◆ The input
//! Supertrend flip extraction.

use crate::indicators::error::IndicatorError;
use crate::indicators::structure::supertrend::{calculate_supertrend, SupertrendParams};
use crate::models::indicators::BandRecord;
use crate::models::market::PriceRecord;

pub struct SignalEngine;

impl SignalEngine {
    /// Keep only the rows where the trend flipped.
    pub fn signals(rows: &[BandRecord]) -> Vec<BandRecord> {
        rows.iter().filter(|row| row.is_flip()).cloned().collect()
    }

    /// Annotate `records` with SuperTrend and return the flip rows.
    pub fn evaluate(
        records: &[PriceRecord],
        params: &SupertrendParams,
    ) -> Result<Vec<BandRecord>, IndicatorError> {
        let rows = calculate_supertrend(records, params)?;
        Ok(Self::signals(&rows))
    }
}
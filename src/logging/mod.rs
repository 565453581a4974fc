//! Logging initialization with environment-based formatters
//!
//! - Production: Structured JSON logs for log aggregation
//! - Sandbox: Colorful, human-readable logs for development
//!
//! Logs are written to stderr so command output on stdout stays clean.

use crate::config::get_environment;
use tracing_subscriber::{fmt, layer::SubscriberExt, util::SubscriberInitExt, EnvFilter};

/// Initialize logging based on the environment
pub fn init_logging() {
    let env = get_environment();
    let env_filter = EnvFilter::try_from_default_env().unwrap_or_else(|_| EnvFilter::new("info"));

    if is_production(&env) {
        tracing_subscriber::registry()
            .with(env_filter)
            .with(
                fmt::layer()
                    .json()
                    .with_target(true)
                    .with_file(true)
                    .with_line_number(true)
                    .with_writer(std::io::stderr),
            )
            .init();
    } else {
        tracing_subscriber::registry()
            .with(env_filter)
            .with(
                fmt::layer()
                    .with_target(true)
                    .with_ansi(true)
                    .with_writer(std::io::stderr),
            )
            .init();
    }
}

pub fn is_production(env: &str) -> bool {
    matches!(env, "production" | "prod")
}
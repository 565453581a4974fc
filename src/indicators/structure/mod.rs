//! Market structure indicators: SuperTrend

pub mod supertrend;

pub use supertrend::*;
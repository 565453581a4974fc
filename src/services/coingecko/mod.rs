//! CoinGecko markets and trending endpoints.

pub mod client;
pub mod messages;

pub use client::CoinGeckoClient;
pub use messages::{CoinMarket, TrendingCoin, TrendingItem, TrendingResponse};
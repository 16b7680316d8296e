/// Implementation of `cotiza compare`.
///
/// Ingests one `.xlsx` price list per supplier, merges and ranks them, and
/// reports the winner/tie partition. With `--out`, also writes the
/// five-sheet summary workbook. With `--json`, prints the full quote set as
/// JSON instead of the human-readable report.
///
/// Exit codes:
/// - 0 = success
/// - 1 = a price list failed validation, or no usable records
/// - 2 = file not found, unreadable workbook, or bad precision
use std::path::{Path, PathBuf};

use cotiza_core::{QuoteSet, fmt_money4};

use crate::error::CliError;
use crate::io::{create_output, timestamped_name};

use super::{load_quote_set, parse_precision};

/// Runs the `compare` command.
///
/// # Errors
///
/// Returns [`CliError`] on I/O failures, import errors, or pipeline
/// validation failures.
pub fn run(
    files: &[PathBuf],
    precision: u8,
    json: bool,
    out: Option<&Path>,
) -> Result<(), CliError> {
    let precision = parse_precision(precision)?;
    let quote = load_quote_set(files, precision)?;

    if json {
        let rendered = serde_json::to_string_pretty(&quote).map_err(|e| {
            CliError::RenderFailed {
                detail: e.to_string(),
            }
        })?;
        println!("{rendered}");
    } else {
        print_report(&quote);
    }

    if let Some(dir) = out {
        let (path, file) = create_output(dir, &timestamped_name("resumen_precios"))?;
        cotiza_excel::write_summary_workbook(&quote, file)?;
        eprintln!("resumen escrito en {}", path.display());
    }

    Ok(())
}

fn print_report(quote: &QuoteSet) {
    println!(
        "{} filas combinadas, {} ganadores unicos, {} empates reales (precision {})",
        quote.merged.len(),
        quote.ranking.winners.len(),
        quote.ranking.ties.len(),
        quote.ranking.precision,
    );

    if quote.ranking.ties.is_empty() {
        println!("No hay empates.");
        return;
    }

    for (sku, group) in &quote.ranking.ties {
        let name = group
            .first()
            .map_or("", |r| r.canonical_name.as_str());
        println!("SKU {sku} — {name}");
        for row in group {
            println!("  {}  {}", row.supplier, fmt_money4(row.unit_price));
        }
    }
}
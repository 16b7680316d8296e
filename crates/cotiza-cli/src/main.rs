use std::path::PathBuf;
use std::process;

use clap::{Parser, Subcommand};

mod cmd;
mod error;
mod io;

#[derive(Parser)]
#[command(name = "cotiza", about = "Comparador de listas de precios por proveedor")]
struct Cli {
    #[command(subcommand)]
    command: Command,
}

#[derive(Subcommand)]
enum Command {
    /// Merge supplier price lists, rank prices, and report ties
    Compare {
        /// One .xlsx price list per supplier; supplier = file name stem
        #[arg(required = true)]
        files: Vec<PathBuf>,

        /// Decimal digits for tie detection (0-6)
        #[arg(long, default_value_t = 2)]
        precision: u8,

        /// Print the quote set as JSON instead of the readable report
        #[arg(long)]
        json: bool,

        /// Directory to write the summary workbook into
        #[arg(long)]
        out: Option<PathBuf>,
    },

    /// Replay tie resolutions and quantities into an order workbook
    Order {
        /// One .xlsx price list per supplier; supplier = file name stem
        #[arg(required = true)]
        files: Vec<PathBuf>,

        /// JSON file mapping SKU to chosen supplier for tied products
        #[arg(long)]
        resolutions: Option<PathBuf>,

        /// JSON file with [{supplier, sku, quantity}] entries
        #[arg(long)]
        quantities: Option<PathBuf>,

        /// Decimal digits for tie detection (0-6)
        #[arg(long, default_value_t = 2)]
        precision: u8,

        /// Directory to write the order workbook into
        #[arg(long, default_value = "resultados")]
        out: PathBuf,
    },

    /// Print the cotiza-core library version
    Version,
}

fn main() {
    let cli = Cli::parse();

    let result = match cli.command {
        Command::Compare {
            files,
            precision,
            json,
            out,
        } => cmd::compare::run(&files, precision, json, out.as_deref()),
        Command::Order {
            files,
            resolutions,
            quantities,
            precision,
            out,
        } => cmd::order::run(
            &files,
            resolutions.as_deref(),
            quantities.as_deref(),
            precision,
            &out,
        ),
        Command::Version => {
            println!("{}", cotiza_core::version());
            Ok(())
        }
    };

    if let Err(e) = result {
        eprintln!("error: {e}");
        process::exit(e.exit_code());
    }
}
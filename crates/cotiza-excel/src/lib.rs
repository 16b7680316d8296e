/// Excel adapter for the cotiza price-reconciliation engine.
///
/// This crate reads one-supplier `.xlsx` price lists into the engine's
/// [`cotiza_core::RawTable`] boundary shape and writes the two export
/// workbooks (tie-resolution summary and per-supplier order). The
/// `calamine` and `rust_xlsxwriter` dependencies are confined to this crate
/// and do not bleed into `cotiza-core` or `cotiza-cli`.
pub mod error;
mod export;
mod import;
mod sheet;

pub use error::{ExportError, ImportError};
pub use export::{write_order_workbook, write_summary_workbook};
pub use import::read_price_list;
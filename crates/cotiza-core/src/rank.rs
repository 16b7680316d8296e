/// Price ranking: per-SKU minimum detection and tie partitioning.
///
/// Rows with an absent unit price are dropped before ranking; they never win
/// and never appear in a tie group. Tie detection is exact integer equality
/// on the comparison price in minor units (see [`crate::money`] for the
/// rounding policy), so there is no within-epsilon comparison anywhere.
use std::collections::BTreeMap;

use serde::Serialize;

use crate::money::comparison_minor;
use crate::newtypes::{Precision, Sku};
use crate::records::{MergedRow, RankedRow};

/// The outcome of one ranking pass at a fixed precision.
///
/// Every SKU with at least one priced record lands in exactly one of
/// `winners` (its minimum-price group had one member) or `ties` (it had
/// several). A `Ranking` is recomputed from scratch whenever source data or
/// the precision changes; stateful layers hold onto their own keys and
/// re-validate against the current `Ranking` at read time.
#[derive(Debug, Clone, PartialEq, Serialize)]
pub struct Ranking {
    /// Rows that are the sole cheapest offer for their SKU, sorted by
    /// (supplier, numeric SKU).
    pub winners: Vec<RankedRow>,
    /// Real ties: SKU → all rows sharing the group minimum, in numeric SKU
    /// order; members sorted by (supplier, unit price).
    pub ties: BTreeMap<Sku, Vec<RankedRow>>,
    /// The precision this ranking was computed at.
    pub precision: Precision,
}

impl Ranking {
    /// One representative cheapest row per SKU: the winner for singleton
    /// groups, the first tie member otherwise. Feeds the best-price sheet.
    pub fn best_prices(&self) -> Vec<RankedRow> {
        let mut by_sku: BTreeMap<&Sku, &RankedRow> = BTreeMap::new();
        for row in &self.winners {
            by_sku.insert(&row.sku, row);
        }
        for (sku, group) in &self.ties {
            if let Some(first) = group.first() {
                by_sku.insert(sku, first);
            }
        }
        by_sku.into_values().cloned().collect()
    }

    /// Every minimum-price row, winners and tie members alike, in numeric
    /// SKU order. Feeds the tie-base sheet.
    pub fn tie_base(&self) -> Vec<RankedRow> {
        let mut rows: Vec<RankedRow> = self.winners.clone();
        for group in self.ties.values() {
            rows.extend(group.iter().cloned());
        }
        rows.sort_by(|a, b| a.sku.cmp(&b.sku).then_with(|| a.supplier.cmp(&b.supplier)));
        rows
    }

    /// Returns the tie group for a SKU, if that SKU is a real tie.
    pub fn tie_group(&self, sku: &Sku) -> Option<&[RankedRow]> {
        self.ties.get(sku).map(Vec::as_slice)
    }
}

/// Ranks merged rows at the given precision.
///
/// Per SKU, the minimum comparison price defines the group: all priced rows
/// whose comparison price equals that minimum. Singleton groups become
/// auto-selected winners; larger groups become real ties awaiting operator
/// resolution.
pub fn rank(rows: &[MergedRow], precision: Precision) -> Ranking {
    let mut groups: BTreeMap<Sku, Vec<RankedRow>> = BTreeMap::new();
    for row in rows {
        let Some(unit_price) = row.unit_price else {
            continue;
        };
        groups.entry(row.sku.clone()).or_default().push(RankedRow {
            sku: row.sku.clone(),
            canonical_name: row.canonical_name.clone(),
            supplier: row.supplier.clone(),
            unit_price,
            comparison_minor: comparison_minor(unit_price, precision),
        });
    }

    let mut winners = Vec::new();
    let mut ties = BTreeMap::new();
    for (sku, rows) in groups {
        let Some(min_minor) = rows.iter().map(|r| r.comparison_minor).min() else {
            continue;
        };
        let mut group: Vec<RankedRow> = rows
            .into_iter()
            .filter(|r| r.comparison_minor == min_minor)
            .collect();
        group.sort_by(|a, b| {
            a.supplier
                .cmp(&b.supplier)
                .then_with(|| a.unit_price.total_cmp(&b.unit_price))
        });
        if group.len() == 1 {
            winners.extend(group);
        } else {
            ties.insert(sku, group);
        }
    }

    winners.sort_by(|a, b| a.supplier.cmp(&b.supplier).then_with(|| a.sku.cmp(&b.sku)));

    Ranking {
        winners,
        ties,
        precision,
    }
}
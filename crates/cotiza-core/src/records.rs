/// Row shapes flowing through the reconciliation pipeline.
///
/// One supplier file produces [`SupplierRecord`]s, the catalog merge adds
/// canonical names to make [`MergedRow`]s, ranking keeps only priced rows as
/// [`RankedRow`]s, and the order builder emits [`OrderLine`]s.
use serde::{Deserialize, Serialize};

use crate::newtypes::Sku;

/// A single normalized row from one supplier's price list.
#[derive(Debug, Clone, PartialEq, Serialize, Deserialize)]
pub struct SupplierRecord {
    /// Validated all-digit product identifier.
    pub sku: Sku,
    /// Trimmed display name as this supplier wrote it; may be empty.
    pub name: String,
    /// Source identifier, the supplier file's base name without extension.
    pub supplier: String,
    /// Parsed unit price. `None` when the cell was empty or unparseable;
    /// such rows stay in the catalog but never enter ranking.
    pub unit_price: Option<f64>,
}

/// A supplier record joined with the catalog-wide canonical product name.
#[derive(Debug, Clone, PartialEq, Serialize, Deserialize)]
pub struct MergedRow {
    /// Validated all-digit product identifier.
    pub sku: Sku,
    /// This supplier's own display name for the product.
    pub name: String,
    /// The single name chosen to represent this SKU across all suppliers.
    pub canonical_name: String,
    /// Source supplier identifier.
    pub supplier: String,
    /// Parsed unit price, if any.
    pub unit_price: Option<f64>,
}

/// A priced merged row with its comparison price attached.
#[derive(Debug, Clone, PartialEq, Serialize, Deserialize)]
pub struct RankedRow {
    /// Validated all-digit product identifier.
    pub sku: Sku,
    /// Canonical product name.
    pub canonical_name: String,
    /// Source supplier identifier.
    pub supplier: String,
    /// Exact unit price as parsed from the source file.
    pub unit_price: f64,
    /// Unit price scaled to minor units at the run's precision; tie
    /// detection is exact equality on this integer.
    pub comparison_minor: i64,
}

/// One line of the final purchase order.
#[derive(Debug, Clone, PartialEq, Serialize, Deserialize)]
pub struct OrderLine {
    /// Supplier this line will be ordered from.
    pub supplier: String,
    /// Product identifier.
    pub sku: Sku,
    /// Canonical product name.
    pub name: String,
    /// Unit price quoted by this supplier.
    pub unit_price: f64,
    /// Operator-entered quantity; defaults to 0.
    pub quantity: u32,
    /// `unit_price * quantity`; 0.0 for untouched lines.
    pub total: f64,
}
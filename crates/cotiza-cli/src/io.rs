/// Filesystem helpers shared by all subcommands.
use std::fs::File;
use std::io::ErrorKind;
use std::path::{Path, PathBuf};

use chrono::Local;

use crate::error::CliError;

/// Opens an input file, mapping the common error kinds to CLI errors.
pub fn open_input(path: &Path) -> Result<File, CliError> {
    File::open(path).map_err(|e| classify_io_error(path, &e))
}

/// Creates an output file inside `dir`, creating the directory if needed.
pub fn create_output(dir: &Path, file_name: &str) -> Result<(PathBuf, File), CliError> {
    std::fs::create_dir_all(dir).map_err(|e| classify_io_error(dir, &e))?;
    let path = dir.join(file_name);
    let file = File::create(&path).map_err(|e| classify_io_error(&path, &e))?;
    Ok((path, file))
}

fn classify_io_error(path: &Path, e: &std::io::Error) -> CliError {
    if e.kind() == ErrorKind::NotFound {
        CliError::FileNotFound {
            path: path.to_path_buf(),
        }
    } else if e.kind() == ErrorKind::PermissionDenied {
        CliError::PermissionDenied {
            path: path.to_path_buf(),
        }
    } else {
        CliError::IoError {
            path: path.to_path_buf(),
            detail: e.to_string(),
        }
    }
}

/// Derives the supplier identifier from a price-list path: the file's base
/// name without extension.
pub fn supplier_name(path: &Path) -> String {
    path.file_stem()
        .map(|s| s.to_string_lossy().into_owned())
        .unwrap_or_else(|| path.to_string_lossy().into_owned())
}

/// Builds a `{prefix}_{YYYYMMDD_HHMMSS}.xlsx` file name in local time, so
/// repeated exports never collide and the external housekeeping routine can
/// recognize the current day's artifacts.
pub fn timestamped_name(prefix: &str) -> String {
    format!("{prefix}_{}.xlsx", Local::now().format("%Y%m%d_%H%M%S"))
}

◆ What the exercise asks
State in a single number how many lines in the data include the word "detection".

◆ Your response
5